▶ **Exercise objective**: The job is to find each line of the records below that includes the word "Path" and copy it.

▶ **Task data**:
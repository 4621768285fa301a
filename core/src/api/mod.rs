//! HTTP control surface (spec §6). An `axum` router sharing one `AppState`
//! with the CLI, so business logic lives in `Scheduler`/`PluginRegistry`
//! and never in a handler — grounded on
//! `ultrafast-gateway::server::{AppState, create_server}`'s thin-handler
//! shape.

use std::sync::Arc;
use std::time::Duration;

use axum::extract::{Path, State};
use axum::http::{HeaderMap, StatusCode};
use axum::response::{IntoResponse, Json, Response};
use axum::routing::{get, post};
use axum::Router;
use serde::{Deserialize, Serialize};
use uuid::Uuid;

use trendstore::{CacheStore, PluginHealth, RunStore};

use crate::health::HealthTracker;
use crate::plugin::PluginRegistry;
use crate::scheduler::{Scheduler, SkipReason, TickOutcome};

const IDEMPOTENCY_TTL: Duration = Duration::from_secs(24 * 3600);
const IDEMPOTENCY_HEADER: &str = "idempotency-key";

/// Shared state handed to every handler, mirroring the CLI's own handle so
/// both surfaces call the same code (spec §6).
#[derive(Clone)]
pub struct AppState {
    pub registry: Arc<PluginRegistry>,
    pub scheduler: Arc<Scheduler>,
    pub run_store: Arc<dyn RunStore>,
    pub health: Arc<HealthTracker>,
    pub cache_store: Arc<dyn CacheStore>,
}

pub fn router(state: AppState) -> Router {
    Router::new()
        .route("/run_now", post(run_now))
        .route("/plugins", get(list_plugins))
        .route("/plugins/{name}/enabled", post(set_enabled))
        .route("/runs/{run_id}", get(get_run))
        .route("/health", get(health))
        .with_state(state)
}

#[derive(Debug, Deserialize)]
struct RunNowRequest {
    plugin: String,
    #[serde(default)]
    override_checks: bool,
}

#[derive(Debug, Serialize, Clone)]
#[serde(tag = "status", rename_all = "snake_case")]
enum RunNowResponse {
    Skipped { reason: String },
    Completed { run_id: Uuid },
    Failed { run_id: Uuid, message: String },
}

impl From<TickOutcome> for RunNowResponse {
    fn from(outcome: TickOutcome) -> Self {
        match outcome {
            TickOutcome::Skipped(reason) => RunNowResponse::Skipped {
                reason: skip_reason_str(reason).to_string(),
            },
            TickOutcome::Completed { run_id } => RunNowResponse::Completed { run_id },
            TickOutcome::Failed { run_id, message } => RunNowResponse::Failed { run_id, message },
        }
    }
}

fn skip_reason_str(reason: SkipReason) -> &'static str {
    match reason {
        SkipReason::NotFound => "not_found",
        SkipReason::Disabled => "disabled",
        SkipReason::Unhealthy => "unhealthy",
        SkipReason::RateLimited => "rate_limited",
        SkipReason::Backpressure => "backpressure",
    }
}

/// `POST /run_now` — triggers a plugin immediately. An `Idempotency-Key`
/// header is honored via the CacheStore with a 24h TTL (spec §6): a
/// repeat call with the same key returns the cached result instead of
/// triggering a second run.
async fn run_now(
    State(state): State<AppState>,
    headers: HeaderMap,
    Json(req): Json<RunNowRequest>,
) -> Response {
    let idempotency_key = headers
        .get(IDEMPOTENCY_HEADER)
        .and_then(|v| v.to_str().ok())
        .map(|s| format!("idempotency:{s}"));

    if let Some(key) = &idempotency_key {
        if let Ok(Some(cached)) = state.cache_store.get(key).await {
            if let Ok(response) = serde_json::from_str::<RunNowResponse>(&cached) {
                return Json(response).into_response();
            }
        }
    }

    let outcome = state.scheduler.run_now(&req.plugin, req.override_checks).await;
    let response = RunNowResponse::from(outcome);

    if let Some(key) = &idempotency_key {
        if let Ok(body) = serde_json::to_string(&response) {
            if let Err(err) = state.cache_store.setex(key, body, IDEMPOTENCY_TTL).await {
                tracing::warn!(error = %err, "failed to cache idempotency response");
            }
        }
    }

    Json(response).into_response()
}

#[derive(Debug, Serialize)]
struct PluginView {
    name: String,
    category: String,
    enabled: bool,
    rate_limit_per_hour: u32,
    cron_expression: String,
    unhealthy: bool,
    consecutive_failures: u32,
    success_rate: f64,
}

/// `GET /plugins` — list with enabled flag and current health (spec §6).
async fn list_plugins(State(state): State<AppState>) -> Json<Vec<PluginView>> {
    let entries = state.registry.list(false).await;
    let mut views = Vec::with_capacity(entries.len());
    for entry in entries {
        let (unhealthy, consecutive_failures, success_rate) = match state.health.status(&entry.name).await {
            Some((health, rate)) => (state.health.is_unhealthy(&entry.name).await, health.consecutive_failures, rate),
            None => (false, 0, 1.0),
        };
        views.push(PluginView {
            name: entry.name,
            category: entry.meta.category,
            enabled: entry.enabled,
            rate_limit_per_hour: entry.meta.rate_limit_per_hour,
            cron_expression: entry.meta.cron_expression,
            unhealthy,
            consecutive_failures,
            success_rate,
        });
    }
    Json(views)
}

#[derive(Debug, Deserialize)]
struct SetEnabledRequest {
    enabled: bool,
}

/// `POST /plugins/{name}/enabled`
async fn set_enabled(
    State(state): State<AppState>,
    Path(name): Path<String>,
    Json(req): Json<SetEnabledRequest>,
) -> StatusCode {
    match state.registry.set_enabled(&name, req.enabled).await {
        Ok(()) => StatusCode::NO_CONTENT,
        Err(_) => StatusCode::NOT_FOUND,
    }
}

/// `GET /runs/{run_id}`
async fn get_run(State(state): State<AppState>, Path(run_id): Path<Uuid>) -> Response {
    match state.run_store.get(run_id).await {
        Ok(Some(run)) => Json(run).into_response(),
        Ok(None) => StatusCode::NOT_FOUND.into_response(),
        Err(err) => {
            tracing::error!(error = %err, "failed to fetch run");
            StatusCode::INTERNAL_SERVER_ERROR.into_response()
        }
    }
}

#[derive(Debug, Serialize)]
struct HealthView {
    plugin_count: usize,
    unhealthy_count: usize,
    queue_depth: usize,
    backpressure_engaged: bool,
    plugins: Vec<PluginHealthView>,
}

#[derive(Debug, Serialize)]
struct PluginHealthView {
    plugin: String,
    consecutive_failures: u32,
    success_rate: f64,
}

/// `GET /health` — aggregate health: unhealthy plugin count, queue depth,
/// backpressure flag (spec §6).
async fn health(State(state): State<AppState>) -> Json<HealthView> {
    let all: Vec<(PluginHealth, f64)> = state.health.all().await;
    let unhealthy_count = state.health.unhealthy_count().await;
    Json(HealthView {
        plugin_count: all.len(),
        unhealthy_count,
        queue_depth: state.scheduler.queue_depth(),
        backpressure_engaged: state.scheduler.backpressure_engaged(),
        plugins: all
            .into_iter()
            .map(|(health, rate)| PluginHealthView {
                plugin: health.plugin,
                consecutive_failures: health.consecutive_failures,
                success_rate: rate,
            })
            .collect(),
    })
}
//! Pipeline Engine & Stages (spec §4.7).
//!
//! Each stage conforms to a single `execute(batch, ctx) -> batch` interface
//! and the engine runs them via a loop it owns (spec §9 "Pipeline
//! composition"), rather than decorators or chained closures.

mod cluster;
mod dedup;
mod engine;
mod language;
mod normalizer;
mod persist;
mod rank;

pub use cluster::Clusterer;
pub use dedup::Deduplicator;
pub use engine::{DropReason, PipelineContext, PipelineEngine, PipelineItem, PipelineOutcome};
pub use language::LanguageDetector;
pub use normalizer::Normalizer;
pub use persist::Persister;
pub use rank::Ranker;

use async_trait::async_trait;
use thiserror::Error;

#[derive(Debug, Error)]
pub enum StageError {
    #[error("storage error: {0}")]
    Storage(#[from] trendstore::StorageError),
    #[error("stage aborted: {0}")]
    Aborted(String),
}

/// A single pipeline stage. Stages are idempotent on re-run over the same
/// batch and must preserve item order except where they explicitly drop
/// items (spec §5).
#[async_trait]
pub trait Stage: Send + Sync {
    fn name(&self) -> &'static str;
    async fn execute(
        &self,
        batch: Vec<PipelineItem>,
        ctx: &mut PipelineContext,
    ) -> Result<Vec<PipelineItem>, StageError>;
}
--
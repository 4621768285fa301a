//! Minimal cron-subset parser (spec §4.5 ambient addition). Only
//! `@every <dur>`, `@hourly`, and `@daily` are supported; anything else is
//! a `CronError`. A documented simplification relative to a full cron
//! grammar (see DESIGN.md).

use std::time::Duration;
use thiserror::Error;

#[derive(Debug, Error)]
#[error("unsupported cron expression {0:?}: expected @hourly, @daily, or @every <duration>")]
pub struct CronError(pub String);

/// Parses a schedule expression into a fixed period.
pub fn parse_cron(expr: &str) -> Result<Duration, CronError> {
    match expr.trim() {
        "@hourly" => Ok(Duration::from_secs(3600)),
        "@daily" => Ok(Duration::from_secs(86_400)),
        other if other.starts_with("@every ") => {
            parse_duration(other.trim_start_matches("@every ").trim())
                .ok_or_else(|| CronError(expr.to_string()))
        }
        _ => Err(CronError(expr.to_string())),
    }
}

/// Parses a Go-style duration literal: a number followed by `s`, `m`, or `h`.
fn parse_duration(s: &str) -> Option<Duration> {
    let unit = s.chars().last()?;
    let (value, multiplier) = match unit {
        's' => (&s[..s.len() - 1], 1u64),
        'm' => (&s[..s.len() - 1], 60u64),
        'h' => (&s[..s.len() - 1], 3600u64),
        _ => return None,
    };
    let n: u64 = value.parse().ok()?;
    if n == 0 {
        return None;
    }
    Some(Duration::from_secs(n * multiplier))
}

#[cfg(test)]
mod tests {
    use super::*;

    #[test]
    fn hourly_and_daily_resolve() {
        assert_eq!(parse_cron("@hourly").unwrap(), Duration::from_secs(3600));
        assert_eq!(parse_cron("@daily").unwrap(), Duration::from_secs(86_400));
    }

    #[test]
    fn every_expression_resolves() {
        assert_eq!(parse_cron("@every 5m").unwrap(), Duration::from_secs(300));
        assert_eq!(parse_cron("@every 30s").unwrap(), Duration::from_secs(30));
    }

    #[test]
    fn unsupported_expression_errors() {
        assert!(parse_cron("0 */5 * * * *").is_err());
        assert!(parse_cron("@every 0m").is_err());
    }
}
---
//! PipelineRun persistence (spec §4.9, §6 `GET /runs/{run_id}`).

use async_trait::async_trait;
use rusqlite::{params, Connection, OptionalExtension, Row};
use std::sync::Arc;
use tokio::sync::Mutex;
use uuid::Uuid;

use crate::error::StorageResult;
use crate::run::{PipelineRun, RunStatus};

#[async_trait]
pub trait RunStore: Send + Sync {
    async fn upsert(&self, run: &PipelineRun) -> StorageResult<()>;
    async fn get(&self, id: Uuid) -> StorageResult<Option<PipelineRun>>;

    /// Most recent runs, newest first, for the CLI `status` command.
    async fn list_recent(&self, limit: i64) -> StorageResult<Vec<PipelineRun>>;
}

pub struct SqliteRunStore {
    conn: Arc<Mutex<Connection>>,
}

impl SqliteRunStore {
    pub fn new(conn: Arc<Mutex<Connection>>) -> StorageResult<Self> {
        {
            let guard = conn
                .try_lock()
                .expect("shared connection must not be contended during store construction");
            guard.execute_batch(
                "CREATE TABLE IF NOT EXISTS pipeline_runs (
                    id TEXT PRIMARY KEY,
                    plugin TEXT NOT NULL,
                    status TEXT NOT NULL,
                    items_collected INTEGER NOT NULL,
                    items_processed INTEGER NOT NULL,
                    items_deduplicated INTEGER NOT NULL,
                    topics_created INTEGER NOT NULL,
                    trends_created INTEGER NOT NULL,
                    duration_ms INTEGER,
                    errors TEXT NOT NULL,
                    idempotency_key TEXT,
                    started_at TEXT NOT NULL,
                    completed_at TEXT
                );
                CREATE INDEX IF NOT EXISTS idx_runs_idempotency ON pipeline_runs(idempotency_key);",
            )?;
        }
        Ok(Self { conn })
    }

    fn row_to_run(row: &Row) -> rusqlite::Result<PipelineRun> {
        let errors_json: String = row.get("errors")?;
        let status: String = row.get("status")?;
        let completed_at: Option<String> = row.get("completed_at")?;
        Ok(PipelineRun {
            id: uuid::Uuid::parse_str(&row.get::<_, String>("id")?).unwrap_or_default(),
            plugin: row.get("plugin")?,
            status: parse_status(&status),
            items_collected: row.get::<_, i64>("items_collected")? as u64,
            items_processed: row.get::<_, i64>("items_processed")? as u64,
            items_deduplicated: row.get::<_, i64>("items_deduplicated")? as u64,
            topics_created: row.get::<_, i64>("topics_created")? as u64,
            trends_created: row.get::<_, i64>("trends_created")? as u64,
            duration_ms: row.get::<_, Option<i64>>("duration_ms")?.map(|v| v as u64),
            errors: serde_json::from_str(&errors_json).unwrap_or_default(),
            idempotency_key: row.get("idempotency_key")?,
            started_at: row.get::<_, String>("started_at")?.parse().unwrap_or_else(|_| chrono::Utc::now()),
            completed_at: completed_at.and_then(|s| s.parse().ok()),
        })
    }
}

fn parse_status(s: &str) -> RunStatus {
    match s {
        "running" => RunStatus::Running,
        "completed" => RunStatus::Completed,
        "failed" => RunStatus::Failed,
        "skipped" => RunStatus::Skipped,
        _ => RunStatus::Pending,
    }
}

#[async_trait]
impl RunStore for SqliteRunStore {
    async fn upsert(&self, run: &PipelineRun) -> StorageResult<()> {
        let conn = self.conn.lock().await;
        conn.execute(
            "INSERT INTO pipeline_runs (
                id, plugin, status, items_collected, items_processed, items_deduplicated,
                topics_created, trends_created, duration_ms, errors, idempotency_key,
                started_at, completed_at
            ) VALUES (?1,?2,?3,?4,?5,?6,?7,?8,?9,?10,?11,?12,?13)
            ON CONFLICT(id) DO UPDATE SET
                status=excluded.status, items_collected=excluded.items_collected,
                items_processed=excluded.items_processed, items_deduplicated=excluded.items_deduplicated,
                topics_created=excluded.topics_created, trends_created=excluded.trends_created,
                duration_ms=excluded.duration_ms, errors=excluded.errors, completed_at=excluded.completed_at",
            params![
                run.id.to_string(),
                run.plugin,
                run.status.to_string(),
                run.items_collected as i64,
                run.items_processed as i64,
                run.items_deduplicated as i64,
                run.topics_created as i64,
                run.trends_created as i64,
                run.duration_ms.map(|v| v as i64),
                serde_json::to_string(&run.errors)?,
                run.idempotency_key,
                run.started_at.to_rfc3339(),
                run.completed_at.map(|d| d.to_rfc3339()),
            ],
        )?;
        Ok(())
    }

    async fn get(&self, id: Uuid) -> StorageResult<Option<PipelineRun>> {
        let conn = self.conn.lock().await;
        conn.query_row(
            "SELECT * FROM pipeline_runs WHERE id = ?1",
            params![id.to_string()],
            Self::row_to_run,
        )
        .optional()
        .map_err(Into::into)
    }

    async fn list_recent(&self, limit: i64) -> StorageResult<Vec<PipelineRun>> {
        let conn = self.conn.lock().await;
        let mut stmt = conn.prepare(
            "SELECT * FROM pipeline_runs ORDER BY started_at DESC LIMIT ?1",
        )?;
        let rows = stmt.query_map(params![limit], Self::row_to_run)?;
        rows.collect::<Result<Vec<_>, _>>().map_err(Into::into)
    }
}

▶ **Task output**:
use axum::extract::{Path, State};
    Path(name): Path<String>,
async fn get_run(State(state): State<AppState>, Path(run_id): Path<Uuid>) -> Response {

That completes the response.